__Assigned task__: Your job is to transcribe the material exactly, every line included.

__Listed records__:
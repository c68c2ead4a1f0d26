//! Error types for EVM backend setup.

use thiserror::Error;

use crate::artifact::ArtifactError;

/// Errors that can occur while setting up the EVM backend.
///
/// Failures during deployment itself are reported through
/// `deploy_core::DeploymentError` / `VerificationError`.
#[derive(Debug, Error)]
pub enum EvmError {
    #[error("Invalid configuration: {0}")]
    InvalidConfig(String),

    #[error("{0} is not set")]
    MissingEnv(String),

    #[error("Invalid private key: {0}")]
    InvalidPrivateKey(String),

    #[error("Network error: {0}")]
    Network(String),

    #[error(transparent)]
    Artifact(#[from] ArtifactError),

    #[error(transparent)]
    Other(#[from] anyhow::Error),
}

pub type Result<T> = std::result::Result<T, EvmError>;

__Answer space__:
repository c68c2ead4a1f0d26
//! Error types for EVM backend setup.

use thiserror::Error;

use crate::artifact::ArtifactError;

/// Errors that can occur while setting up the EVM backend.
///
/// Failures during deployment itself are reported through
/// `deploy_core::DeploymentError` / `VerificationError`.
#[derive(Debug, Error)]
pub enum EvmError {
    #[error("Invalid configuration: {0}")]
    InvalidConfig(String),

    #[error("{0} is not set")]
    MissingEnv(String),

    #[error("Invalid private key: {0}")]
    InvalidPrivateKey(String),

    #[error("Network error: {0}")]
    Network(String),

    #[error(transparent)]
    Artifact(#[from] ArtifactError),

    #[error(transparent)]
    Other(#[from] anyhow::Error),
}

pub type Result<T> = std::result::Result<T, EvmError>;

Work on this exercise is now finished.